Work item:
Return every line of the data below word for word, including the punctuation.

Exercise data START

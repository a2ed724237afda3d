//! SQLite share link repository implementation.

use capflow_core::repository::share::ShareLinkRepository;
use capflow_types::error::RepositoryError;
use capflow_types::share::{AccessLevel, ShareLink, ShareResourceType};
use chrono::{DateTime, Utc};
use sqlx::Row;
use sqlx::sqlite::SqliteRow;
use uuid::Uuid;

use super::pool::DatabasePool;
use super::{format_datetime, from_json, is_unique_violation, parse_datetime, parse_uuid, query_error, to_json};

const SELECT_COLUMNS: &str = "SELECT id, token, resource_type, resource_id, access_level, title, \
     artifacts, revoked, view_count, created_by, created_at, expires_at, last_viewed_at \
     FROM share_links";

/// SQLite-backed share link storage.
pub struct SqliteShareLinkRepository {
    pool: DatabasePool,
}

impl SqliteShareLinkRepository {
    pub fn new(pool: DatabasePool) -> Self {
        Self { pool }
    }
}

// ---------------------------------------------------------------------------
// Row mapping
// ---------------------------------------------------------------------------

struct ShareLinkRow {
    id: String,
    token: String,
    resource_type: String,
    resource_id: String,
    access_level: String,
    title: Option<String>,
    artifacts: String,
    revoked: bool,
    view_count: i64,
    created_by: Option<String>,
    created_at: String,
    expires_at: Option<String>,
    last_viewed_at: Option<String>,
}

impl ShareLinkRow {
    fn from_row(row: &SqliteRow) -> Result<Self, sqlx::Error> {
        Ok(Self {
            id: row.try_get("id")?,
            token: row.try_get("token")?,
            resource_type: row.try_get("resource_type")?,
            resource_id: row.try_get("resource_id")?,
            access_level: row.try_get("access_level")?,
            title: row.try_get("title")?,
            artifacts: row.try_get("artifacts")?,
            revoked: row.try_get("revoked")?,
            view_count: row.try_get("view_count")?,
            created_by: row.try_get("created_by")?,
            created_at: row.try_get("created_at")?,
            expires_at: row.try_get("expires_at")?,
            last_viewed_at: row.try_get("last_viewed_at")?,
        })
    }

    fn into_link(self) -> Result<ShareLink, RepositoryError> {
        let resource_type = match self.resource_type.as_str() {
            "execution" => ShareResourceType::Execution,
            other => {
                return Err(RepositoryError::Query(format!(
                    "unknown share resource type: '{other}'"
                )));
            }
        };
        let access_level: AccessLevel = self.access_level.parse().map_err(RepositoryError::Query)?;

        Ok(ShareLink {
            id: parse_uuid(&self.id)?,
            token: self.token,
            resource_type,
            resource_id: parse_uuid(&self.resource_id)?,
            access_level,
            title: self.title,
            artifacts: from_json(&self.artifacts, "share link artifacts")?,
            revoked: self.revoked,
            view_count: self.view_count.max(0) as u64,
            created_by: self.created_by,
            created_at: parse_datetime(&self.created_at)?,
            expires_at: self.expires_at.as_deref().map(parse_datetime).transpose()?,
            last_viewed_at: self.last_viewed_at.as_deref().map(parse_datetime).transpose()?,
        })
    }
}

fn link_from_row(row: &SqliteRow) -> Result<ShareLink, RepositoryError> {
    ShareLinkRow::from_row(row).map_err(query_error)?.into_link()
}

fn resource_type_str(resource_type: ShareResourceType) -> &'static str {
    match resource_type {
        ShareResourceType::Execution => "execution",
    }
}

// ---------------------------------------------------------------------------
// ShareLinkRepository impl
// ---------------------------------------------------------------------------

impl ShareLinkRepository for SqliteShareLinkRepository {
    async fn create(&self, link: &ShareLink) -> Result<(), RepositoryError> {
        let artifacts = to_json(&link.artifacts, "share link artifacts")?;

        sqlx::query(
            r#"INSERT INTO share_links
               (id, token, resource_type, resource_id, access_level, title, artifacts,
                revoked, view_count, created_by, created_at, expires_at, last_viewed_at)
               VALUES (?, ?, ?, ?, ?, ?, ?, ?, ?, ?, ?, ?, ?)"#,
        )
        .bind(link.id.to_string())
        .bind(&link.token)
        .bind(resource_type_str(link.resource_type))
        .bind(link.resource_id.to_string())
        .bind(link.access_level.as_str())
        .bind(&link.title)
        .bind(&artifacts)
        .bind(link.revoked)
        .bind(link.view_count as i64)
        .bind(&link.created_by)
        .bind(format_datetime(&link.created_at))
        .bind(link.expires_at.as_ref().map(format_datetime))
        .bind(link.last_viewed_at.as_ref().map(format_datetime))
        .execute(&self.pool.writer)
        .await
        .map_err(|e| {
            if is_unique_violation(&e) {
                RepositoryError::Conflict(format!("share token '{}' already exists", link.token))
            } else {
                query_error(e)
            }
        })?;

        Ok(())
    }

    async fn get(&self, id: &Uuid) -> Result<Option<ShareLink>, RepositoryError> {
        let row = sqlx::query(&format!("{SELECT_COLUMNS} WHERE id = ?"))
            .bind(id.to_string())
            .fetch_optional(&self.pool.reader)
            .await
            .map_err(query_error)?;

        row.as_ref().map(link_from_row).transpose()
    }

    async fn get_by_token(&self, token: &str) -> Result<Option<ShareLink>, RepositoryError> {
        let row = sqlx::query(&format!("{SELECT_COLUMNS} WHERE token = ?"))
            .bind(token)
            .fetch_optional(&self.pool.reader)
            .await
            .map_err(query_error)?;

        row.as_ref().map(link_from_row).transpose()
    }

    async fn list(&self) -> Result<Vec<ShareLink>, RepositoryError> {
        let rows = sqlx::query(&format!("{SELECT_COLUMNS} ORDER BY created_at DESC, id DESC"))
            .fetch_all(&self.pool.reader)
            .await
            .map_err(query_error)?;

        rows.iter().map(link_from_row).collect()
    }

    async fn revoke(&self, id: &Uuid) -> Result<bool, RepositoryError> {
        let result = sqlx::query("UPDATE share_links SET revoked = 1 WHERE id = ?")
            .bind(id.to_string())
            .execute(&self.pool.writer)
            .await
            .map_err(query_error)?;

        Ok(result.rows_affected() > 0)
    }

    async fn record_view(&self, id: &Uuid, at: DateTime<Utc>) -> Result<(), RepositoryError> {
        let result = sqlx::query(
            "UPDATE share_links SET view_count = view_count + 1, last_viewed_at = ? WHERE id = ?",
        )
        .bind(format_datetime(&at))
        .bind(id.to_string())
        .execute(&self.pool.writer)
        .await
        .map_err(query_error)?;

        if result.rows_affected() == 0 {
            return Err(RepositoryError::NotFound);
        }
        Ok(())
    }
}
//! Retry decisions for node attempts.
//!
//! Stateless: every decision is a function of the node's `RetryPolicy` and
//! the 1-based attempt number that just failed.

use std::time::Duration;

use capflow_types::workflow::WorkflowNode;
use tokio_util::sync::CancellationToken;

/// What to do after a failed attempt.
#[derive(Debug, Clone, Copy, PartialEq, Eq)]
pub enum RetryDecision {
    /// Wait, then start attempt `next_attempt`.
    RetryAfter { delay: Duration, next_attempt: u32 },
    /// Attempts are exhausted; the node fails.
    GiveUp,
}

pub struct RetryHandler;

impl RetryHandler {
    /// Decide what follows failed attempt `attempt` of `node`.
    pub fn decide(node: &WorkflowNode, attempt: u32) -> RetryDecision {
        if attempt >= node.max_attempts() {
            return RetryDecision::GiveUp;
        }
        let delay = node
            .retry
            .as_ref()
            .map(|policy| policy.delay_for(attempt))
            .unwrap_or(Duration::ZERO);
        RetryDecision::RetryAfter {
            delay,
            next_attempt: attempt + 1,
        }
    }

    /// Sleep for `delay` unless `cancel` fires first.
    ///
    /// Returns `false` when the wait was interrupted.
    pub async fn wait(delay: Duration, cancel: &CancellationToken) -> bool {
        if delay.is_zero() {
            return !cancel.is_cancelled();
        }
        tokio::select! {
            _ = tokio::time::sleep(delay) => true,
            _ = cancel.cancelled() => false,
        }
    }
}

Exercise data END

Response to this task:
repository a2ed724237afda3d
//! SQLite share link repository implementation.

use capflow_core::repository::share::ShareLinkRepository;
use capflow_types::error::RepositoryError;
use capflow_types::share::{AccessLevel, ShareLink, ShareResourceType};
use chrono::{DateTime, Utc};
use sqlx::Row;
use sqlx::sqlite::SqliteRow;
use uuid::Uuid;

use super::pool::DatabasePool;
use super::{format_datetime, from_json, is_unique_violation, parse_datetime, parse_uuid, query_error, to_json};

const SELECT_COLUMNS: &str = "SELECT id, token, resource_type, resource_id, access_level, title, \
     artifacts, revoked, view_count, created_by, created_at, expires_at, last_viewed_at \
     FROM share_links";

/// SQLite-backed share link storage.
pub struct SqliteShareLinkRepository {
    pool: DatabasePool,
}

impl SqliteShareLinkRepository {
    pub fn new(pool: DatabasePool) -> Self {
        Self { pool }
    }
}

// ---------------------------------------------------------------------------
// Row mapping
// ---------------------------------------------------------------------------

struct ShareLinkRow {
    id: String,
    token: String,
    resource_type: String,
    resource_id: String,
    access_level: String,
    title: Option<String>,
    artifacts: String,
    revoked: bool,
    view_count: i64,
    created_by: Option<String>,
    created_at: String,
    expires_at: Option<String>,
    last_viewed_at: Option<String>,
}

impl ShareLinkRow {
    fn from_row(row: &SqliteRow) -> Result<Self, sqlx::Error> {
        Ok(Self {
            id: row.try_get("id")?,
            token: row.try_get("token")?,
            resource_type: row.try_get("resource_type")?,
            resource_id: row.try_get("resource_id")?,
            access_level: row.try_get("access_level")?,
            title: row.try_get("title")?,
            artifacts: row.try_get("artifacts")?,
            revoked: row.try_get("revoked")?,
            view_count: row.try_get("view_count")?,
            created_by: row.try_get("created_by")?,
            created_at: row.try_get("created_at")?,
            expires_at: row.try_get("expires_at")?,
            last_viewed_at: row.try_get("last_viewed_at")?,
        })
    }

    fn into_link(self) -> Result<ShareLink, RepositoryError> {
        let resource_type = match self.resource_type.as_str() {
            "execution" => ShareResourceType::Execution,
            other => {
                return Err(RepositoryError::Query(format!(
                    "unknown share resource type: '{other}'"
                )));
            }
        };
        let access_level: AccessLevel = self.access_level.parse().map_err(RepositoryError::Query)?;

        Ok(ShareLink {
            id: parse_uuid(&self.id)?,
            token: self.token,
            resource_type,
            resource_id: parse_uuid(&self.resource_id)?,
            access_level,
            title: self.title,
            artifacts: from_json(&self.artifacts, "share link artifacts")?,
            revoked: self.revoked,
            view_count: self.view_count.max(0) as u64,
            created_by: self.created_by,
            created_at: parse_datetime(&self.created_at)?,
            expires_at: self.expires_at.as_deref().map(parse_datetime).transpose()?,
            last_viewed_at: self.last_viewed_at.as_deref().map(parse_datetime).transpose()?,
        })
    }
}

fn link_from_row(row: &SqliteRow) -> Result<ShareLink, RepositoryError> {
    ShareLinkRow::from_row(row).map_err(query_error)?.into_link()
}

fn resource_type_str(resource_type: ShareResourceType) -> &'static str {
    match resource_type {
        ShareResourceType::Execution => "execution",
    }
}

// ---------------------------------------------------------------------------
// ShareLinkRepository impl
// ---------------------------------------------------------------------------

impl ShareLinkRepository for SqliteShareLinkRepository {
    async fn create(&self, link: &ShareLink) -> Result<(), RepositoryError> {
        let artifacts = to_json(&link.artifacts, "share link artifacts")?;

        sqlx::query(
            r#"INSERT INTO share_links
               (id, token, resource_type, resource_id, access_level, title, artifacts,
                revoked, view_count, created_by, created_at, expires_at, last_viewed_at)
               VALUES (?, ?, ?, ?, ?, ?, ?, ?, ?, ?, ?, ?, ?)"#,
        )
        .bind(link.id.to_string())
        .bind(&link.token)
        .bind(resource_type_str(link.resource_type))
        .bind(link.resource_id.to_string())
        .bind(link.access_level.as_str())
        .bind(&link.title)
        .bind(&artifacts)
        .bind(link.revoked)
        .bind(link.view_count as i64)
        .bind(&link.created_by)
        .bind(format_datetime(&link.created_at))
        .bind(link.expires_at.as_ref().map(format_datetime))
        .bind(link.last_viewed_at.as_ref().map(format_datetime))
        .execute(&self.pool.writer)
        .await
        .map_err(|e| {
            if is_unique_violation(&e) {
                RepositoryError::Conflict(format!("share token '{}' already exists", link.token))
            } else {
                query_error(e)
            }
        })?;

        Ok(())
    }

    async fn get(&self, id: &Uuid) -> Result<Option<ShareLink>, RepositoryError> {
        let row = sqlx::query(&format!("{SELECT_COLUMNS} WHERE id = ?"))
            .bind(id.to_string())
            .fetch_optional(&self.pool.reader)
            .await
            .map_err(query_error)?;

        row.as_ref().map(link_from_row).transpose()
    }

    async fn get_by_token(&self, token: &str) -> Result<Option<ShareLink>, RepositoryError> {
        let row = sqlx::query(&format!("{SELECT_COLUMNS} WHERE token = ?"))
            .bind(token)
            .fetch_optional(&self.pool.reader)
            .await
            .map_err(query_error)?;

        row.as_ref().map(link_from_row).transpose()
    }

    async fn list(&self) -> Result<Vec<ShareLink>, RepositoryError> {
        let rows = sqlx::query(&format!("{SELECT_COLUMNS} ORDER BY created_at DESC, id DESC"))
            .fetch_all(&self.pool.reader)
            .await
            .map_err(query_error)?;

        rows.iter().map(link_from_row).collect()
    }

    async fn revoke(&self, id: &Uuid) -> Result<bool, RepositoryError> {
        let result = sqlx::query("UPDATE share_links SET revoked = 1 WHERE id = ?")
            .bind(id.to_string())
            .execute(&self.pool.writer)
            .await
            .map_err(query_error)?;

        Ok(result.rows_affected() > 0)
    }

    async fn record_view(&self, id: &Uuid, at: DateTime<Utc>) -> Result<(), RepositoryError> {
        let result = sqlx::query(
            "UPDATE share_links SET view_count = view_count + 1, last_viewed_at = ? WHERE id = ?",
        )
        .bind(format_datetime(&at))
        .bind(id.to_string())
        .execute(&self.pool.writer)
        .await
        .map_err(query_error)?;

        if result.rows_affected() == 0 {
            return Err(RepositoryError::NotFound);
        }
        Ok(())
    }
}
//! Retry decisions for node attempts.
//!
//! Stateless: every decision is a function of the node's `RetryPolicy` and
//! the 1-based attempt number that just failed.

use std::time::Duration;

use capflow_types::workflow::WorkflowNode;
use tokio_util::sync::CancellationToken;

/// What to do after a failed attempt.
#[derive(Debug, Clone, Copy, PartialEq, Eq)]
pub enum RetryDecision {
    /// Wait, then start attempt `next_attempt`.
    RetryAfter { delay: Duration, next_attempt: u32 },
    /// Attempts are exhausted; the node fails.
    GiveUp,
}

pub struct RetryHandler;

impl RetryHandler {
    /// Decide what follows failed attempt `attempt` of `node`.
    pub fn decide(node: &WorkflowNode, attempt: u32) -> RetryDecision {
        if attempt >= node.max_attempts() {
            return RetryDecision::GiveUp;
        }
        let delay = node
            .retry
            .as_ref()
            .map(|policy| policy.delay_for(attempt))
            .unwrap_or(Duration::ZERO);
        RetryDecision::RetryAfter {
            delay,
            next_attempt: attempt + 1,
        }
    }

    /// Sleep for `delay` unless `cancel` fires first.
    ///
    /// Returns `false` when the wait was interrupted.
    pub async fn wait(delay: Duration, cancel: &CancellationToken) -> bool {
        if delay.is_zero() {
            return !cancel.is_cancelled();
        }
        tokio::select! {
            _ = tokio::time::sleep(delay) => true,
            _ = cancel.cancelled() => false,
        }
    }
}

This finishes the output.